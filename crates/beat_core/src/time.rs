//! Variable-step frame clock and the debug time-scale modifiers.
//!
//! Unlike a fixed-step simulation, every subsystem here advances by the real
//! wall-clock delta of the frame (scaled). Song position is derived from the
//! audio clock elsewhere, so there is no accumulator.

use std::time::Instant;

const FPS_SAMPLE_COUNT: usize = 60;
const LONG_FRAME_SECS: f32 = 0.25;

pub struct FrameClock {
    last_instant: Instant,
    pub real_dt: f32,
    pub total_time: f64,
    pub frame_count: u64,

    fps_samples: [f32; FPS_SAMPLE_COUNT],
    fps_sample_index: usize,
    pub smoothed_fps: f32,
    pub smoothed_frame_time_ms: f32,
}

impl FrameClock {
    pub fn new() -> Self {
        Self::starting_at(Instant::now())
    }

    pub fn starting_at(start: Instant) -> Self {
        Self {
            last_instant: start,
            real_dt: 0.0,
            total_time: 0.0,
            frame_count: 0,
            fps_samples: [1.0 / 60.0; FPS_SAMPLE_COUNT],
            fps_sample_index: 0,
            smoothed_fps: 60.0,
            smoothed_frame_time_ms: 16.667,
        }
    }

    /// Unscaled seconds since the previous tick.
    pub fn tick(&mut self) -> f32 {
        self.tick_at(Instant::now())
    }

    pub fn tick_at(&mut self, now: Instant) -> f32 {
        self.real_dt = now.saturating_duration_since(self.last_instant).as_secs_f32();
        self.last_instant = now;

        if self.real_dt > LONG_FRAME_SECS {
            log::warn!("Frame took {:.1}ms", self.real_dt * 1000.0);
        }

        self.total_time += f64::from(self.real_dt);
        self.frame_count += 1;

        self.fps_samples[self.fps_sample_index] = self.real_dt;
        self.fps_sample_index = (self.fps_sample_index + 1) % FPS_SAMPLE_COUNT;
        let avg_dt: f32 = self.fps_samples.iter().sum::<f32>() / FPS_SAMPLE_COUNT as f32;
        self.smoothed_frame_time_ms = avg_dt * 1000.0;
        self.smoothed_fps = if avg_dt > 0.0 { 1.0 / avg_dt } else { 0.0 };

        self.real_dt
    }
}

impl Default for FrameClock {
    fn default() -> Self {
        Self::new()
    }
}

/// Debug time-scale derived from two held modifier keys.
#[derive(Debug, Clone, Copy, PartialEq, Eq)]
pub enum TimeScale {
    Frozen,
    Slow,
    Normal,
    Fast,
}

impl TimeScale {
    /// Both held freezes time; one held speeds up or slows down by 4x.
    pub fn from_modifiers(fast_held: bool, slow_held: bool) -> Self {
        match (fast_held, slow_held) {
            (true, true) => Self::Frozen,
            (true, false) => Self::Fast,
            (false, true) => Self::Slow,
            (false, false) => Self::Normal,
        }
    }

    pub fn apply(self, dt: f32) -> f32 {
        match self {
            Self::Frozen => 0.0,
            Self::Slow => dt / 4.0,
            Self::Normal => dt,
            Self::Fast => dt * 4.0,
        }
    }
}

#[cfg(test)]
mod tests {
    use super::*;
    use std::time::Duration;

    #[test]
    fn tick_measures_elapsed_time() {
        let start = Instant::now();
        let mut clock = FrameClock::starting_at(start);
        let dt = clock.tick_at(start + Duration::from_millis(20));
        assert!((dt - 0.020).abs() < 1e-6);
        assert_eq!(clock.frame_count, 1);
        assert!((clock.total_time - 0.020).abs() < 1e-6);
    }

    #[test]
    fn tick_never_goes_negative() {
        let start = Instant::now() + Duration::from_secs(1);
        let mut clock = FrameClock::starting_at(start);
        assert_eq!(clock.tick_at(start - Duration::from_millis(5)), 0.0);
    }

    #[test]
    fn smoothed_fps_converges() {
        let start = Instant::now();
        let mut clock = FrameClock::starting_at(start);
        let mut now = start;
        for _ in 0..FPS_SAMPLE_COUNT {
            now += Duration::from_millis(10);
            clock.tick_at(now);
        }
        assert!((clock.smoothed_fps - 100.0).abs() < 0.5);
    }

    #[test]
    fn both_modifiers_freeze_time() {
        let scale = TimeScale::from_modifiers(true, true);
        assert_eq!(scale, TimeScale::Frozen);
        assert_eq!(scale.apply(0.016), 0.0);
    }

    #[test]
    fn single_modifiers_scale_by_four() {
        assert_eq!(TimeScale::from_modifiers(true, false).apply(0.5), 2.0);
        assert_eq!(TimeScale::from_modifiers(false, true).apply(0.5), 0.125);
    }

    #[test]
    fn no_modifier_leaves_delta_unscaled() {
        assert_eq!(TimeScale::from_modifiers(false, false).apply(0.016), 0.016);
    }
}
:::::
▶ _Instructions to follow_:
The answer must be the full listing, repeated word for word.

▶ _Task solution_:
filename crates/beat_core/src/time.rs
//! Variable-step frame clock and the debug time-scale modifiers.
//!
//! Unlike a fixed-step simulation, every subsystem here advances by the real
//! wall-clock delta of the frame (scaled). Song position is derived from the
//! audio clock elsewhere, so there is no accumulator.

use std::time::Instant;

const FPS_SAMPLE_COUNT: usize = 60;
const LONG_FRAME_SECS: f32 = 0.25;

pub struct FrameClock {
    last_instant: Instant,
    pub real_dt: f32,
    pub total_time: f64,
    pub frame_count: u64,

    fps_samples: [f32; FPS_SAMPLE_COUNT],
    fps_sample_index: usize,
    pub smoothed_fps: f32,
    pub smoothed_frame_time_ms: f32,
}

impl FrameClock {
    pub fn new() -> Self {
        Self::starting_at(Instant::now())
    }

    pub fn starting_at(start: Instant) -> Self {
        Self {
            last_instant: start,
            real_dt: 0.0,
            total_time: 0.0,
            frame_count: 0,
            fps_samples: [1.0 / 60.0; FPS_SAMPLE_COUNT],
            fps_sample_index: 0,
            smoothed_fps: 60.0,
            smoothed_frame_time_ms: 16.667,
        }
    }

    /// Unscaled seconds since the previous tick.
    pub fn tick(&mut self) -> f32 {
        self.tick_at(Instant::now())
    }

    pub fn tick_at(&mut self, now: Instant) -> f32 {
        self.real_dt = now.saturating_duration_since(self.last_instant).as_secs_f32();
        self.last_instant = now;

        if self.real_dt > LONG_FRAME_SECS {
            log::warn!("Frame took {:.1}ms", self.real_dt * 1000.0);
        }

        self.total_time += f64::from(self.real_dt);
        self.frame_count += 1;

        self.fps_samples[self.fps_sample_index] = self.real_dt;
        self.fps_sample_index = (self.fps_sample_index + 1) % FPS_SAMPLE_COUNT;
        let avg_dt: f32 = self.fps_samples.iter().sum::<f32>() / FPS_SAMPLE_COUNT as f32;
        self.smoothed_frame_time_ms = avg_dt * 1000.0;
        self.smoothed_fps = if avg_dt > 0.0 { 1.0 / avg_dt } else { 0.0 };

        self.real_dt
    }
}

impl Default for FrameClock {
    fn default() -> Self {
        Self::new()
    }
}

/// Debug time-scale derived from two held modifier keys.
#[derive(Debug, Clone, Copy, PartialEq, Eq)]
pub enum TimeScale {
    Frozen,
    Slow,
    Normal,
    Fast,
}

impl TimeScale {
    /// Both held freezes time; one held speeds up or slows down by 4x.
    pub fn from_modifiers(fast_held: bool, slow_held: bool) -> Self {
        match (fast_held, slow_held) {
            (true, true) => Self::Frozen,
            (true, false) => Self::Fast,
            (false, true) => Self::Slow,
            (false, false) => Self::Normal,
        }
    }

    pub fn apply(self, dt: f32) -> f32 {
        match self {
            Self::Frozen => 0.0,
            Self::Slow => dt / 4.0,
            Self::Normal => dt,
            Self::Fast => dt * 4.0,
        }
    }
}

#[cfg(test)]
mod tests {
    use super::*;
    use std::time::Duration;

    #[test]
    fn tick_measures_elapsed_time() {
        let start = Instant::now();
        let mut clock = FrameClock::starting_at(start);
        let dt = clock.tick_at(start + Duration::from_millis(20));
        assert!((dt - 0.020).abs() < 1e-6);
        assert_eq!(clock.frame_count, 1);
        assert!((clock.total_time - 0.020).abs() < 1e-6);
    }

    #[test]
    fn tick_never_goes_negative() {
        let start = Instant::now() + Duration::from_secs(1);
        let mut clock = FrameClock::starting_at(start);
        assert_eq!(clock.tick_at(start - Duration::from_millis(5)), 0.0);
    }

    #[test]
    fn smoothed_fps_converges() {
        let start = Instant::now();
        let mut clock = FrameClock::starting_at(start);
        let mut now = start;
        for _ in 0..FPS_SAMPLE_COUNT {
            now += Duration::from_millis(10);
            clock.tick_at(now);
        }
        assert!((clock.smoothed_fps - 100.0).abs() < 0.5);
    }

    #[test]
    fn both_modifiers_freeze_time() {
        let scale = TimeScale::from_modifiers(true, true);
        assert_eq!(scale, TimeScale::Frozen);
        assert_eq!(scale.apply(0.016), 0.0);
    }

    #[test]
    fn single_modifiers_scale_by_four() {
        assert_eq!(TimeScale::from_modifiers(true, false).apply(0.5), 2.0);
        assert_eq!(TimeScale::from_modifiers(false, true).apply(0.5), 0.125);
    }

    #[test]
    fn no_modifier_leaves_delta_unscaled() {
        assert_eq!(TimeScale::from_modifiers(false, false).apply(0.016), 0.016);
    }
}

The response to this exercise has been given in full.